それは半年記念のお祝いのお礼だという。お祝いのプレゼントを贈ったはずだったのに、律儀な彼女は一人一人にお礼の品を贈ったらしい。時間も無く、高いものは買えなかったようで安価で手に入りやすい品だったけれど、こういうものは気持ちが嬉しい。

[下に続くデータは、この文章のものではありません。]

use std::collections::HashMap;
use std::sync::{Arc, Mutex, PoisonError};

use kabaddi_core::{Ground, Match, Team, Tournament};
use tokio::sync::OwnedMutexGuard;

use crate::error::PersistenceError;
use crate::kv::KeyValueStore;
use crate::record::Record;

/// Per-collection CRUD over a [`KeyValueStore`].
///
/// Every operation reads or writes the whole JSON array for one key. The plain
/// methods (`get_all`, `save_one`, ...) log failures and carry on: a read
/// failure looks like an empty collection and a write failure is dropped. The
/// `try_*` methods return the error instead.
///
/// Mutations on one collection are serialized through a per-key async lock, so
/// overlapping `save_one` / `delete_one` / `try_update` calls never lose each
/// other's writes.
pub struct StorageHelper<S> {
    store: S,
    locks: Mutex<HashMap<&'static str, Arc<tokio::sync::Mutex<()>>>>,
}

impl<S: KeyValueStore> StorageHelper<S> {
    pub fn new(store: S) -> Self {
        Self {
            store,
            locks: Mutex::new(HashMap::new()),
        }
    }

    pub fn store(&self) -> &S {
        &self.store
    }

    async fn lock_collection(&self, key: &'static str) -> OwnedMutexGuard<()> {
        let lock = {
            let mut locks = self.locks.lock().unwrap_or_else(PoisonError::into_inner);
            Arc::clone(locks.entry(key).or_default())
        };
        lock.lock_owned().await
    }

    async fn write_all<R: Record>(&self, items: &[R]) -> Result<(), PersistenceError> {
        let json = serde_json::to_string(items)?;
        self.store.set(R::KEY, json).await
    }

    // ---- fallible API -------------------------------------------------------

    pub async fn try_get_all<R: Record>(&self) -> Result<Vec<R>, PersistenceError> {
        match self.store.get(R::KEY).await? {
            Some(raw) => Ok(serde_json::from_str(&raw)?),
            None => Ok(Vec::new()),
        }
    }

    pub async fn try_get_by_id<R: Record>(&self, id: &str) -> Result<Option<R>, PersistenceError> {
        Ok(self
            .try_get_all::<R>()
            .await?
            .into_iter()
            .find(|item| item.id() == id))
    }

    pub async fn try_save_all<R: Record>(&self, items: &[R]) -> Result<(), PersistenceError> {
        let _guard = self.lock_collection(R::KEY).await;
        self.write_all(items).await
    }

    /// Replace the record with the same id in place, or append it.
    pub async fn try_save_one<R: Record>(&self, item: &R) -> Result<(), PersistenceError> {
        let _guard = self.lock_collection(R::KEY).await;
        let mut items = self.try_get_all::<R>().await?;
        match items.iter_mut().find(|existing| existing.id() == item.id()) {
            Some(slot) => *slot = item.clone(),
            None => items.push(item.clone()),
        }
        self.write_all(&items).await?;
        tracing::debug!(key = R::KEY, id = item.id(), "Saved record");
        Ok(())
    }

    /// Remove the record with the given id. Returns how many were removed.
    pub async fn try_delete_one<R: Record>(&self, id: &str) -> Result<usize, PersistenceError> {
        let _guard = self.lock_collection(R::KEY).await;
        let mut items = self.try_get_all::<R>().await?;
        let before = items.len();
        items.retain(|item| item.id() != id);
        let removed = before - items.len();
        if removed > 0 {
            self.write_all(&items).await?;
        }
        tracing::debug!(key = R::KEY, id, removed, "Deleted record");
        Ok(removed)
    }

    /// Change the first record matching `select` in place.
    ///
    /// The collection lock is held from the read to the write, so concurrent
    /// updates of one collection apply one after another. Returns `Ok(None)`
    /// if nothing matched. If `apply` fails nothing is written.
    pub async fn try_update_where<R, T, E>(
        &self,
        mut select: impl FnMut(&R) -> bool,
        apply: impl FnOnce(&mut R) -> Result<T, E>,
    ) -> Result<Option<T>, E>
    where
        R: Record,
        E: From<PersistenceError>,
    {
        let _guard = self.lock_collection(R::KEY).await;
        let mut items = self.try_get_all::<R>().await?;
        let Some(item) = items.iter_mut().find(|item| select(&**item)) else {
            return Ok(None);
        };
        let out = apply(item)?;
        self.write_all(&items).await?;
        tracing::debug!(key = R::KEY, "Updated record");
        Ok(Some(out))
    }

    /// [`try_update_where`](Self::try_update_where) by id.
    pub async fn try_update<R, T, E>(
        &self,
        id: &str,
        apply: impl FnOnce(&mut R) -> Result<T, E>,
    ) -> Result<Option<T>, E>
    where
        R: Record,
        E: From<PersistenceError>,
    {
        self.try_update_where(|item: &R| item.id() == id, apply)
            .await
    }

    // ---- logging API --------------------------------------------------------

    pub async fn get_all<R: Record>(&self) -> Vec<R> {
        self.try_get_all().await.unwrap_or_else(|e| {
            tracing::warn!(key = R::KEY, "Failed to load {}s: {}", R::LABEL, e);
            Vec::new()
        })
    }

    pub async fn get_by_id<R: Record>(&self, id: &str) -> Option<R> {
        self.get_all::<R>()
            .await
            .into_iter()
            .find(|item| item.id() == id)
    }

    pub async fn save_all<R: Record>(&self, items: &[R]) {
        if let Err(e) = self.try_save_all(items).await {
            tracing::warn!(key = R::KEY, "Failed to save {}s: {}", R::LABEL, e);
        }
    }

    pub async fn save_one<R: Record>(&self, item: &R) {
        if let Err(e) = self.try_save_one(item).await {
            tracing::warn!(key = R::KEY, id = item.id(), "Failed to save {}: {}", R::LABEL, e);
        }
    }

    pub async fn delete_one<R: Record>(&self, id: &str) {
        if let Err(e) = self.try_delete_one::<R>(id).await {
            tracing::warn!(key = R::KEY, id, "Failed to delete {}: {}", R::LABEL, e);
        }
    }

    // ---- named collections --------------------------------------------------

    pub async fn get_teams(&self) -> Vec<Team> {
        self.get_all().await
    }

    pub async fn get_team_by_id(&self, id: &str) -> Option<Team> {
        self.get_by_id(id).await
    }

    pub async fn save_teams(&self, teams: &[Team]) {
        self.save_all(teams).await
    }

    pub async fn save_team(&self, team: &Team) {
        self.save_one(team).await
    }

    pub async fn delete_team(&self, id: &str) {
        self.delete_one::<Team>(id).await
    }

    pub async fn get_matches(&self) -> Vec<Match> {
        self.get_all().await
    }

    pub async fn get_match_by_id(&self, id: &str) -> Option<Match> {
        self.get_by_id(id).await
    }

    pub async fn save_matches(&self, matches: &[Match]) {
        self.save_all(matches).await
    }

    pub async fn save_match(&self, m: &Match) {
        self.save_one(m).await
    }

    pub async fn delete_match(&self, id: &str) {
        self.delete_one::<Match>(id).await
    }

    pub async fn get_tournaments(&self) -> Vec<Tournament> {
        self.get_all().await
    }

    pub async fn get_tournament_by_id(&self, id: &str) -> Option<Tournament> {
        self.get_by_id(id).await
    }

    pub async fn save_tournaments(&self, tournaments: &[Tournament]) {
        self.save_all(tournaments).await
    }

    pub async fn save_tournament(&self, tournament: &Tournament) {
        self.save_one(tournament).await
    }

    pub async fn delete_tournament(&self, id: &str) {
        self.delete_one::<Tournament>(id).await
    }

    pub async fn get_grounds(&self) -> Vec<Ground> {
        self.get_all().await
    }

    pub async fn get_ground_by_id(&self, id: &str) -> Option<Ground> {
        self.get_by_id(id).await
    }

    pub async fn save_grounds(&self, grounds: &[Ground]) {
        self.save_all(grounds).await
    }
}

#[cfg(test)]
mod tests {
    use super::*;
    use crate::memory_store::MemoryStore;
    use kabaddi_core::Player;

    fn sample_team(id: &str, name: &str) -> Team {
        let mut team = Team::new(id, name, "Mumbai");
        team.players.push(Player {
            id: format!("{id}-p1"),
            number: "7".into(),
            name: "Arjun Singh".into(),
        });
        team
    }

    #[tokio::test]
    async fn test_empty_collection() {
        let helper = StorageHelper::new(MemoryStore::new());
        assert!(helper.get_teams().await.is_empty());
        assert!(helper.get_team_by_id("t1").await.is_none());
    }

    #[tokio::test]
    async fn test_save_one_then_get_all() {
        let helper = StorageHelper::new(MemoryStore::new());
        let team = sample_team("t1", "Thunderbolts");
        helper.save_team(&team).await;

        let teams = helper.get_teams().await;
        let hits: Vec<_> = teams.iter().filter(|t| t.id == "t1").collect();
        assert_eq!(hits.len(), 1);
        assert_eq!(hits[0], &team);
    }

    #[tokio::test]
    async fn test_save_one_replaces_in_place() {
        let helper = StorageHelper::new(MemoryStore::new());
        helper.save_team(&sample_team("t1", "Thunderbolts")).await;
        helper.save_team(&sample_team("t2", "Desert Storm")).await;

        let mut renamed = sample_team("t1", "Thunder");
        renamed.city = "Pune".into();
        helper.save_team(&renamed).await;

        let teams = helper.get_teams().await;
        assert_eq!(teams.len(), 2);
        assert_eq!(teams[0], renamed);
        assert_eq!(teams[1].id, "t2");
    }

    #[tokio::test]
    async fn test_save_one_is_idempotent() {
        let helper = StorageHelper::new(MemoryStore::new());
        let team = sample_team("t1", "Thunderbolts");
        helper.save_team(&team).await;
        let once = helper.get_teams().await;
        helper.save_team(&team).await;
        assert_eq!(helper.get_teams().await, once);
    }

    #[tokio::test]
    async fn test_delete_one_counts() {
        let helper = StorageHelper::new(MemoryStore::new());
        helper.save_team(&sample_team("t1", "Thunderbolts")).await;
        helper.save_team(&sample_team("t2", "Desert Storm")).await;

        assert_eq!(helper.try_delete_one::<Team>("t1").await.unwrap(), 1);
        assert_eq!(helper.try_delete_one::<Team>("t1").await.unwrap(), 0);

        let teams = helper.get_teams().await;
        assert!(teams.iter().all(|t| t.id != "t1"));
        assert_eq!(teams.len(), 1);
    }

    #[tokio::test]
    async fn test_delete_on_missing_key_writes_nothing() {
        let helper = StorageHelper::new(MemoryStore::new());
        helper.delete_team("t1").await;
        assert!(helper.store().raw(Team::KEY).is_none());
    }

    #[tokio::test]
    async fn test_corrupt_json_reads_as_empty() {
        let store = MemoryStore::new();
        store.insert("teams", "{not json");
        let helper = StorageHelper::new(store);

        assert!(helper.get_teams().await.is_empty());
        assert!(matches!(
            helper.try_get_all::<Team>().await,
            Err(PersistenceError::Json(_))
        ));
    }

    #[tokio::test]
    async fn test_save_one_keeps_corrupt_data_untouched() {
        let store = MemoryStore::new();
        store.insert("teams", "{not json");
        let helper = StorageHelper::new(store);

        helper.save_team(&sample_team("t1", "Thunderbolts")).await;
        assert_eq!(helper.store().raw("teams").as_deref(), Some("{not json"));
    }

    #[tokio::test]
    async fn test_save_all_overwrites() {
        let helper = StorageHelper::new(MemoryStore::new());
        helper.save_team(&sample_team("t1", "Thunderbolts")).await;
        helper
            .save_teams(&[sample_team("t3", "Raiders"), sample_team("t4", "Bulls")])
            .await;
        let ids: Vec<_> = helper.get_teams().await.into_iter().map(|t| t.id).collect();
        assert_eq!(ids, vec!["t3", "t4"]);
    }

    #[tokio::test]
    async fn test_collections_are_independent() {
        let helper = StorageHelper::new(MemoryStore::seeded().unwrap());
        let teams_before = helper.get_teams().await;
        helper.delete_match("m1").await;
        assert_eq!(helper.get_teams().await, teams_before);
        assert!(helper.get_match_by_id("m1").await.is_none());
        assert!(helper.get_match_by_id("m2").await.is_some());
    }

    #[tokio::test]
    async fn test_update_changes_in_place() {
        let helper = StorageHelper::new(MemoryStore::new());
        helper.save_team(&sample_team("t1", "Thunderbolts")).await;
        helper.save_team(&sample_team("t2", "Desert Storm")).await;

        let city = helper
            .try_update("t2", |team: &mut Team| {
                team.city = "Pune".into();
                Ok::<_, PersistenceError>(team.city.clone())
            })
            .await
            .unwrap();
        assert_eq!(city.as_deref(), Some("Pune"));

        let teams = helper.get_teams().await;
        assert_eq!(teams[0].city, "Mumbai");
        assert_eq!(teams[1].city, "Pune");
    }

    #[tokio::test]
    async fn test_update_missing_or_failed_writes_nothing() {
        let helper = StorageHelper::new(MemoryStore::new());
        helper.save_team(&sample_team("t1", "Thunderbolts")).await;
        let before = helper.store().raw(Team::KEY);

        let missing = helper
            .try_update("t9", |_: &mut Team| Ok::<_, PersistenceError>(()))
            .await
            .unwrap();
        assert!(missing.is_none());

        let failed = helper
            .try_update("t1", |team: &mut Team| {
                team.name = "Renamed".into();
                Err::<(), _>(PersistenceError::Io(std::io::Error::other("rejected")))
            })
            .await;
        assert!(failed.is_err());
        assert_eq!(helper.store().raw(Team::KEY), before);
    }

    #[tokio::test(flavor = "multi_thread", worker_threads = 4)]
    async fn test_concurrent_updates_lose_nothing() {
        let helper = Arc::new(StorageHelper::new(MemoryStore::new()));
        helper.save_team(&sample_team("t1", "Thunderbolts")).await;

        let mut handles = Vec::new();
        for i in 0..10 {
            let helper = Arc::clone(&helper);
            handles.push(tokio::spawn(async move {
                helper
                    .try_update("t1", move |team: &mut Team| {
                        team.invite(&format!("user{i}"));
                        Ok::<_, PersistenceError>(())
                    })
                    .await
                    .unwrap();
            }));
        }
        for handle in handles {
            handle.await.unwrap();
        }
        let team = helper.get_team_by_id("t1").await.unwrap();
        assert_eq!(team.invited.len(), 10);
    }

    #[tokio::test(flavor = "multi_thread", worker_threads = 4)]
    async fn test_concurrent_upserts_lose_nothing() {
        let helper = Arc::new(StorageHelper::new(MemoryStore::new()));
        let mut handles = Vec::new();
        for i in 0..32 {
            let helper = Arc::clone(&helper);
            handles.push(tokio::spawn(async move {
                let team = sample_team(&format!("t{i}"), &format!("Team {i}"));
                helper.save_team(&team).await;
            }));
        }
        for handle in handles {
            handle.await.unwrap();
        }
        assert_eq!(helper.get_teams().await.len(), 32);
    }
}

流石僕が見込んだ親友だと、そのときは随分と感心した。
彼女曰く、サタンには栞を贈ったらしい。他の兄弟の品はよく知らないけれど、キッチンがやけに騒がしい日があったから、ベールには料理をプレゼントしたのだろう。そういえばマモンの品も知らなかったな。別に興味はないから、気にしてはいなかったけれど。
しかしここで見てしまえば、その意図が気になってしまう。どうやらマモンも見当がつかないようで、しばらくレヴィに見せながら自身もじいとそれを見下ろしていた。青い花。彼女が作ったのならば、それは押し花の類いだろう。人間は――特に思春期の頃合いにはそういうことをする文化があると、アニメで見たことがある。し、彼女にも聞いたことがある。
『でも昔はあってもアニメだけだと思うよ。今はもうほとんどする人がいない気がする』
しかし彼女が続けた言葉はこうだ。そのあと何を話したっけな。レヴィが背もたれに身を任せれば、ぎいと椅子が声を上げる。
『なんでわざわざ押し花にするわけ?』
『うーん、例えばその花を一緒に摘みに行ったーとかなら思い出を残したいってのもあるけど……その思い出がない場合は、花言葉を贈りたいときとかにする気がする』
花言葉。見覚えがあると思えば、数期前のアニメで丁度この花を見た気がする。病気がちなヒロインがいるアニメだった。最終的に死んでしまうヒロインは、主人公に押し花にした花を渡して、その数日後に天国へと旅立ってしまう。
『言葉にするのはちょっと野暮なことって、あったりするじゃない?』
押し花のことを聞いたときに、彼女はちょっと照れくさそうに笑っていた。
『ちょっとまどろっこしいけど、なんかこう……感謝を伝えたりとか、でも照れくさくて出来ないときにする気がする。レヴィもない? そんなとき』
『ないね』
『だろうねー』
けらけらと笑う彼女の声が遠のく。アニメではどういう意図で使われてたっけ。彼女に聞いたけれど、しばらく昔のことだから忘れてしまった。けれど調べればすぐに出てくるだろう。
「……マモンなら値打ちのあるものなら売るだろ。だから適当に雑草でもくっつけたんじゃない?」
「はあ?! 売らねえし!」
だけど、マモンに教えてやる義理もない。大体借金も返さない愚兄のために何で僕が動かなきゃいけないんだ。
口角が上がっていたらしい、見上げればマモンは「おまえ何か知ってるだろ」と言葉を落とす。「しらなーい」とそっぽを向けば「おい! レヴィ!」と怒号が響く。
――言葉にするのはちょっと野暮なことって、あったりするじゃない?
彼女の声がリフレインする。そう、ここで調べて教えてやるのも、随分と野暮な話だろう。アニメに使われてるくらいなら有名な花なんだろうし。彼女だって詰問すれば答えるだろうし。
「借金返してくれるなら、調べてあげてもいいけど?」
挑戦的な笑みに、マモンの顔が引きつる。その悔しそうな表情が、随分と気分がいい。レヴィは優越感に浸りながら、彼女の贈ったカードを見つめた。青い花は少し不格好に、それでいてまっすぐ押し花にされていた。